All that is needed is each line of the entries holding the word "push", copied as it stands.
Top of Data shown
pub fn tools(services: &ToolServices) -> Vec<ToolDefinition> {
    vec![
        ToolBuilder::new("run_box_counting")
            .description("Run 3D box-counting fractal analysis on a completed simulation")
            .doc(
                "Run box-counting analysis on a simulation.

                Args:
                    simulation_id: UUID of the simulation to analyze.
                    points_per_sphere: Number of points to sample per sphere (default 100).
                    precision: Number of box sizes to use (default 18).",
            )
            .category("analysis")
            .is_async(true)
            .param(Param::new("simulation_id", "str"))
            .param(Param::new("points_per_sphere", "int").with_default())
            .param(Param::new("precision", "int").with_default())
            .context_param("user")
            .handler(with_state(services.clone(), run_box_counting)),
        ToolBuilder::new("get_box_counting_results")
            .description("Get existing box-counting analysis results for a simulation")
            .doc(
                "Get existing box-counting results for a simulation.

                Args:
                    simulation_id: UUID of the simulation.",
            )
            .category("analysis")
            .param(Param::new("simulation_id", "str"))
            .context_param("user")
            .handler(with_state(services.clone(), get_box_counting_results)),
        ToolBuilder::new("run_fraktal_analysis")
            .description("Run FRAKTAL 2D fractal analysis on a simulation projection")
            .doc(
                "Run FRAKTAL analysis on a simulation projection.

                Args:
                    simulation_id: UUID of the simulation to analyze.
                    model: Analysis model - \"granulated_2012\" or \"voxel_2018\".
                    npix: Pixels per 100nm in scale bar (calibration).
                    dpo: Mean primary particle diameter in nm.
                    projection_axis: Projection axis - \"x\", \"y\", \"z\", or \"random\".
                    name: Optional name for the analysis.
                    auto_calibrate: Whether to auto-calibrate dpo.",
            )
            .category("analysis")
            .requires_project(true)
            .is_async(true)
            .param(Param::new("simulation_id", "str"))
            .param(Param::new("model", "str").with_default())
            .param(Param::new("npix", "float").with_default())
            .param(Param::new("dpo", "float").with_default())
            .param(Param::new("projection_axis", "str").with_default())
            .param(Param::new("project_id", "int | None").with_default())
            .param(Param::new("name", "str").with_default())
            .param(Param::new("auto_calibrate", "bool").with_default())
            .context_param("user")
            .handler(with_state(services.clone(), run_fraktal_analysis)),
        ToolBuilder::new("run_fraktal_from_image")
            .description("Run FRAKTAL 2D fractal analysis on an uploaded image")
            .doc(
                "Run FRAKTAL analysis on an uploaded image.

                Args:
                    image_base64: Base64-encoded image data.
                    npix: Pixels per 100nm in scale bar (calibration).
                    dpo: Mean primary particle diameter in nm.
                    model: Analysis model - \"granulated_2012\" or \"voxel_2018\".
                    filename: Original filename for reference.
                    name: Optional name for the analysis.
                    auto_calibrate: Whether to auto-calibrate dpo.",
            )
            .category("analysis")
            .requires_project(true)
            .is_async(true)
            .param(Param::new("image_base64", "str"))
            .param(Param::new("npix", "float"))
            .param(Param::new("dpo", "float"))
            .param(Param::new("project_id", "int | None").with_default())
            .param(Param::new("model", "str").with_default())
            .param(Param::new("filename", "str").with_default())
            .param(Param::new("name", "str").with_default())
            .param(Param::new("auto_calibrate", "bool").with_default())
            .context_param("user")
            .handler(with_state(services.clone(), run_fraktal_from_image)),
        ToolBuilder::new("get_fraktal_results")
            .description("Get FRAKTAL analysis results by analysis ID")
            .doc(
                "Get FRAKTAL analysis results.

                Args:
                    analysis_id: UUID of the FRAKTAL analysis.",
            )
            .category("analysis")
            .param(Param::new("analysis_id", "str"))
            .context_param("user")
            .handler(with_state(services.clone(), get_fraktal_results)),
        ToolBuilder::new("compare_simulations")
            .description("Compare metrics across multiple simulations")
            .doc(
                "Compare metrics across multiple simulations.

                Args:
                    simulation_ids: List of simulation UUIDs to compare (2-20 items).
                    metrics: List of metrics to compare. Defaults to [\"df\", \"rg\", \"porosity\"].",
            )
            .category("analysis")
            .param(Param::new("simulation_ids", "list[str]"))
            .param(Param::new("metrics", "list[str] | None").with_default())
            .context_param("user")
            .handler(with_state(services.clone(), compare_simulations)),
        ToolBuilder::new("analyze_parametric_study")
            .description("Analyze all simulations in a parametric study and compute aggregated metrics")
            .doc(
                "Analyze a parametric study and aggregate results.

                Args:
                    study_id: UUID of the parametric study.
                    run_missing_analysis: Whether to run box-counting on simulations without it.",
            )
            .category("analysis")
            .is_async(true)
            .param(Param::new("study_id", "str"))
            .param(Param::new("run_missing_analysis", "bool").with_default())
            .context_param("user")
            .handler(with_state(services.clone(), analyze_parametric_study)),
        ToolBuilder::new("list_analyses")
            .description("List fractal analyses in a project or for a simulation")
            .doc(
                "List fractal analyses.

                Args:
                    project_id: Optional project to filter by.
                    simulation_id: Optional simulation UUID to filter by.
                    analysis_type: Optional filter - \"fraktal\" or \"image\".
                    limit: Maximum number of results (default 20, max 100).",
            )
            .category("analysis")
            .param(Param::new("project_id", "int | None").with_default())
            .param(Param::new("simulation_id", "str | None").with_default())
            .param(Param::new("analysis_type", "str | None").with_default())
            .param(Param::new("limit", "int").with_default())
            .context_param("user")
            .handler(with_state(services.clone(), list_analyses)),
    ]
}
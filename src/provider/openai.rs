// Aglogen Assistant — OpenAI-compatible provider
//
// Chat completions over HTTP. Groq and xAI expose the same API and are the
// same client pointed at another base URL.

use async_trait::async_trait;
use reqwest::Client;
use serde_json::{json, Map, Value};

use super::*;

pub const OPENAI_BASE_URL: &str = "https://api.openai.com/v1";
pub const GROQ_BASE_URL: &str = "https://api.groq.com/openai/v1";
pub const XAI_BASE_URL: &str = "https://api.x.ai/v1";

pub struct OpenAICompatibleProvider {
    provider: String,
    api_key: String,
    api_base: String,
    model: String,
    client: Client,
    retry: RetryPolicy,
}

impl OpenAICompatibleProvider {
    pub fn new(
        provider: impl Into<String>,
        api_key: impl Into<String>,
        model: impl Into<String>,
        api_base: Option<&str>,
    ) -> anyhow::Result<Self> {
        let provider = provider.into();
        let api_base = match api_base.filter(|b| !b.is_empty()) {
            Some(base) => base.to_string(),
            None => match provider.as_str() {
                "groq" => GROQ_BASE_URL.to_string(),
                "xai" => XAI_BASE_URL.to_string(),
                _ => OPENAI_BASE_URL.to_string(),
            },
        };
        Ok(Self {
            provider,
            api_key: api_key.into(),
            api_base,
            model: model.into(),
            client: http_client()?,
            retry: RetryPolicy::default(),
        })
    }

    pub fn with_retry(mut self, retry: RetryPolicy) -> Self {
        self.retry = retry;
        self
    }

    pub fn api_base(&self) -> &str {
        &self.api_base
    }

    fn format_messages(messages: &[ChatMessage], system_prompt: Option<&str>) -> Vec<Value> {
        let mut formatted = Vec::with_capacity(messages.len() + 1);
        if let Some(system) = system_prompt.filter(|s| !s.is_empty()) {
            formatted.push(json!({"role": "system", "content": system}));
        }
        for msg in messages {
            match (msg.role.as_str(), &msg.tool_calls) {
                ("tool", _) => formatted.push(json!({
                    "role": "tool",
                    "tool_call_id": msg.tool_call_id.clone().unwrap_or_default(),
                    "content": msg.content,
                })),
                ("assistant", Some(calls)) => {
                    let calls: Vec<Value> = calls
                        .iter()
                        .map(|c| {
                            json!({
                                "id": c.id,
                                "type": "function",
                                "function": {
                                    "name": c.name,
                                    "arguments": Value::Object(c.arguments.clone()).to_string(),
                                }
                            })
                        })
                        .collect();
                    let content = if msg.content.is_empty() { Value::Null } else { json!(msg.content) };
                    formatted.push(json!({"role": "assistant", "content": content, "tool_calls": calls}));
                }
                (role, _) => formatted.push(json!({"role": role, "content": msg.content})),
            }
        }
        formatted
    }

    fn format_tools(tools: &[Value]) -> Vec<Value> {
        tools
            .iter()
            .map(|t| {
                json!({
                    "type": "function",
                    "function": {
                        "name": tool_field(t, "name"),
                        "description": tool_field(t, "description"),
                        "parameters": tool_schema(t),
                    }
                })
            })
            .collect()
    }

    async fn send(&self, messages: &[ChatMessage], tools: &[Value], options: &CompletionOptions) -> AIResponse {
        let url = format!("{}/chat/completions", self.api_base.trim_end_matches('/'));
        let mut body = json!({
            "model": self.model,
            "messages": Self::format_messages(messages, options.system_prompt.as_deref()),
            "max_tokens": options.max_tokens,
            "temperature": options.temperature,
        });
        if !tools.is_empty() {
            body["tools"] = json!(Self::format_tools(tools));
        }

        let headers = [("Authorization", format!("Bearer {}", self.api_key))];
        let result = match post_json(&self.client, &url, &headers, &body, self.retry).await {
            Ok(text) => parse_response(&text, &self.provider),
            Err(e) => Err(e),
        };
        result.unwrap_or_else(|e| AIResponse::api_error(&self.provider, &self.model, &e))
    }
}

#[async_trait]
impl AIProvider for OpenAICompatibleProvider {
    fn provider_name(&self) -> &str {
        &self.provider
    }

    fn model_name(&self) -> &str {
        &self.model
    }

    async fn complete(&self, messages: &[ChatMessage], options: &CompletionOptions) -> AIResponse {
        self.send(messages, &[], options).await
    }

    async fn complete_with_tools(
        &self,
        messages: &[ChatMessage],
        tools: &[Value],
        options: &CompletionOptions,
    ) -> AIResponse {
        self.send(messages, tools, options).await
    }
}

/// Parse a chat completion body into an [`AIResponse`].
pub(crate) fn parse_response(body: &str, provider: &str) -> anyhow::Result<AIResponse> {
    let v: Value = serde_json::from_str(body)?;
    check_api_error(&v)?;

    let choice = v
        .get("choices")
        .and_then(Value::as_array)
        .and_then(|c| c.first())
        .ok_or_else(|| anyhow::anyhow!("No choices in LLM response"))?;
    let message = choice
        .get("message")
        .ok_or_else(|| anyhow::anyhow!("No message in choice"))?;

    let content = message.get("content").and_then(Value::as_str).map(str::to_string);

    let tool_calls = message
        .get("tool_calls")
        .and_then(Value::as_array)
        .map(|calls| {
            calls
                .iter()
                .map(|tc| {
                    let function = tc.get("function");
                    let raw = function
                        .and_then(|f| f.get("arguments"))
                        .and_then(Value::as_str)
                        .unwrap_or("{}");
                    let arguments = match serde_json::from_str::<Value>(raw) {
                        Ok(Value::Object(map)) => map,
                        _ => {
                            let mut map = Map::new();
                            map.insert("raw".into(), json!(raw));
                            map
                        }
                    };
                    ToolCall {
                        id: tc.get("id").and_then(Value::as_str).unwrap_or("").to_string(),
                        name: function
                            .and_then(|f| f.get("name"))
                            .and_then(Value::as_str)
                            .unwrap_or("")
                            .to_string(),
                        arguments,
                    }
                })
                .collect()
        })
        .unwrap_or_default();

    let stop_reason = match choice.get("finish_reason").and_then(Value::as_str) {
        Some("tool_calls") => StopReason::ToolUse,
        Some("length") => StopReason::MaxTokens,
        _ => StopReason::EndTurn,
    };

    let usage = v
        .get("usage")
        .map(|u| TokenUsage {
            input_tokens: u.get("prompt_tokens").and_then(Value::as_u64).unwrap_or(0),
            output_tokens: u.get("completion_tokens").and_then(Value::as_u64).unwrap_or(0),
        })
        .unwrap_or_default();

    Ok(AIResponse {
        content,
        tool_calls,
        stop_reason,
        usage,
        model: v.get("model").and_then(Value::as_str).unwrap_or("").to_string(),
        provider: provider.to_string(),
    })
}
Bottom of Data shown
◆ Exercise solution
            formatted.push(json!({"role": "system", "content": system}));
                ("tool", _) => formatted.push(json!({
                    formatted.push(json!({"role": "assistant", "content": content, "tool_calls": calls}));
                (role, _) => formatted.push(json!({"role": role, "content": msg.content})),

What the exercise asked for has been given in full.